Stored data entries
────────────────────

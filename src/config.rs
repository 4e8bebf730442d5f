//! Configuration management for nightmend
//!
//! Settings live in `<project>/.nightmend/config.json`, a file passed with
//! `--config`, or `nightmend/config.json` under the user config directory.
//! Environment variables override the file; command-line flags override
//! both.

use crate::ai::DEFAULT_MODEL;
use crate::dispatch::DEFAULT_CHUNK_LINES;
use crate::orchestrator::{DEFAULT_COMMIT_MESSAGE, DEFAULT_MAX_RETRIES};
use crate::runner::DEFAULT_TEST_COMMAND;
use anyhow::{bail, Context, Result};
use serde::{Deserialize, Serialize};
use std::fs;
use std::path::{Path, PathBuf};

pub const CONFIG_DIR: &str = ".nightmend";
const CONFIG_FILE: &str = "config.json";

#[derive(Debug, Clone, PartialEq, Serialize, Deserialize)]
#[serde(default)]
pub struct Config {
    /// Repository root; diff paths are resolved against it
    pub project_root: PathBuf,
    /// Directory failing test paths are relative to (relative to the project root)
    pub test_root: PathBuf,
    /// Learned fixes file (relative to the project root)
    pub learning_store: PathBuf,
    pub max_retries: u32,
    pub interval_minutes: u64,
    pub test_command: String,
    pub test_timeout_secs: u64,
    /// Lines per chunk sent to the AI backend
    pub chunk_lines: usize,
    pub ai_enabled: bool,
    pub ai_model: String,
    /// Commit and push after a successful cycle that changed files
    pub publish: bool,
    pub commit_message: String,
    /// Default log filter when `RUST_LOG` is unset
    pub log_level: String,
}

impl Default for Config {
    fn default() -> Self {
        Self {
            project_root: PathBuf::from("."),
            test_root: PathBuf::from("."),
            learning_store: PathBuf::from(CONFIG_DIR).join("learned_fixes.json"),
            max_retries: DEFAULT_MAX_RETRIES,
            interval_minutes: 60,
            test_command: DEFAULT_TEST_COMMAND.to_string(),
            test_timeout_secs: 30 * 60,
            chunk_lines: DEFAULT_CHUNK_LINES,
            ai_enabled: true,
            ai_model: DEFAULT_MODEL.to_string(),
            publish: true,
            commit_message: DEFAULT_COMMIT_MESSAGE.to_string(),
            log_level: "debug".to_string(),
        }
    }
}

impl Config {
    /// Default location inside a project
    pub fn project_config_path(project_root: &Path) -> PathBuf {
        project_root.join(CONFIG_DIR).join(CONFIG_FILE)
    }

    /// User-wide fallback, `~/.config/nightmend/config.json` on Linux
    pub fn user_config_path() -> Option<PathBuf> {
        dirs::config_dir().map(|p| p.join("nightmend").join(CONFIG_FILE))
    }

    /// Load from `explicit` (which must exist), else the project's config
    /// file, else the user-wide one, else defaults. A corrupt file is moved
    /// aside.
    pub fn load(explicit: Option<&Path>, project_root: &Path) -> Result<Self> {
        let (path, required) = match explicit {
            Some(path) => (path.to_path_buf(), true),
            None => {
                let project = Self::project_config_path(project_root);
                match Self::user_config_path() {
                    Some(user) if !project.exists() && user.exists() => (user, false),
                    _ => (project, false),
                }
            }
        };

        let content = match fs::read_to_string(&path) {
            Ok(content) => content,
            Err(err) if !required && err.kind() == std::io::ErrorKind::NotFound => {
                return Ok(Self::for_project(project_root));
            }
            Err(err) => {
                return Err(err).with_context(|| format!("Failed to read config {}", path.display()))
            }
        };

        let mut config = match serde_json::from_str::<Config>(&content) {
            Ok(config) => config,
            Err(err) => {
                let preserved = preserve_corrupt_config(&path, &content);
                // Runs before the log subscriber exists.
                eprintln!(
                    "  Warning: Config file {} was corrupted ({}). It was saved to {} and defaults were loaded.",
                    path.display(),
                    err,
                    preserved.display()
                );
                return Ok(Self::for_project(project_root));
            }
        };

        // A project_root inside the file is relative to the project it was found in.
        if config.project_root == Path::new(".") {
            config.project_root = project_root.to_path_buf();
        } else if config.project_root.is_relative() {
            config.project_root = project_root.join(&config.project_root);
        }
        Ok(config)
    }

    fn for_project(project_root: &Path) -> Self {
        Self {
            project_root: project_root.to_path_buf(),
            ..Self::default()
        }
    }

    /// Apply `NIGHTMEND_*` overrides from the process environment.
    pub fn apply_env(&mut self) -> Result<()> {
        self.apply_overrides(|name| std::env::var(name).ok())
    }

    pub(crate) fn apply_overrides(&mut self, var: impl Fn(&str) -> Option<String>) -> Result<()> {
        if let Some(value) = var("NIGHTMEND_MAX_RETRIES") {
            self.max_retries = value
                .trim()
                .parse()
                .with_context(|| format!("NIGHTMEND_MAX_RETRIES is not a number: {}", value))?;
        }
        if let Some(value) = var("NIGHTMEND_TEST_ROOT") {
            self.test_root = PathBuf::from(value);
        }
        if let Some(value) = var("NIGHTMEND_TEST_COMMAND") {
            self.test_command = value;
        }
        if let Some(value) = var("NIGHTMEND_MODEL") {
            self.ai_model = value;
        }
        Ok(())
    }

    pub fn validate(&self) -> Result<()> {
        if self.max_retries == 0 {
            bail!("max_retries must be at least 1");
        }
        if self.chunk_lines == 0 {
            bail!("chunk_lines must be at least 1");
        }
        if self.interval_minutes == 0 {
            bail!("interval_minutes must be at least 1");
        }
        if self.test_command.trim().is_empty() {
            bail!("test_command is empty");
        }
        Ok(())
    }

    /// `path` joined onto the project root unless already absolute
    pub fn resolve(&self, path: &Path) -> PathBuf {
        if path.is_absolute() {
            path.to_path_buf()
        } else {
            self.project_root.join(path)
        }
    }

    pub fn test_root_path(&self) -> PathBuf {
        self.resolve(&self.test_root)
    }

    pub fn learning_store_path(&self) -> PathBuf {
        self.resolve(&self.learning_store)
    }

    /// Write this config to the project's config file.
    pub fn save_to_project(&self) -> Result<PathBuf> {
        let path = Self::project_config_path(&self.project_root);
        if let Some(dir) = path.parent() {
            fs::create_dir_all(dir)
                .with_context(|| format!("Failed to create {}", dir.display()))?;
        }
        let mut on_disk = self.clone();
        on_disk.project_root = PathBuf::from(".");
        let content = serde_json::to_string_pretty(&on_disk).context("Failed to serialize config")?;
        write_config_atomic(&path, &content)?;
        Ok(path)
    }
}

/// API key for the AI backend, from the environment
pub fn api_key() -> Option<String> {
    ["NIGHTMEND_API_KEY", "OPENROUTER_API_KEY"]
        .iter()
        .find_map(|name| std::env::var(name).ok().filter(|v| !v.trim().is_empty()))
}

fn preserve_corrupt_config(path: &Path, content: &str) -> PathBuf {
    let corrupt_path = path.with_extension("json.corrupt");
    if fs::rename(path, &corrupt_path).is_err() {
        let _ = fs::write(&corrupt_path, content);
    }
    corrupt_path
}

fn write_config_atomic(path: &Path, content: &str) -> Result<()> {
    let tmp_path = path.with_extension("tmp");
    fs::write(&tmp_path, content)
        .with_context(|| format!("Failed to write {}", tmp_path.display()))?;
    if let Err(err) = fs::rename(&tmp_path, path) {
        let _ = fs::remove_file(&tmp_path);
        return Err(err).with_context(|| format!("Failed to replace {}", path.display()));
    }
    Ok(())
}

────────────────────

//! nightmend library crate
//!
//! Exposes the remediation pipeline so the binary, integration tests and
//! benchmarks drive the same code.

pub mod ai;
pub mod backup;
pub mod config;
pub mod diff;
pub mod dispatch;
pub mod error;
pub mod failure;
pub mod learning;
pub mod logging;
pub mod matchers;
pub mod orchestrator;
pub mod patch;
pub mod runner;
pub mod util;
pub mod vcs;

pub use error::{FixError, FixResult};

────────────────────

▶ **Work to be completed**
Find the lines above that include the string "least" and copy them.

▶ **Exercise output**
            bail!("max_retries must be at least 1");
            bail!("chunk_lines must be at least 1");
            bail!("interval_minutes must be at least 1");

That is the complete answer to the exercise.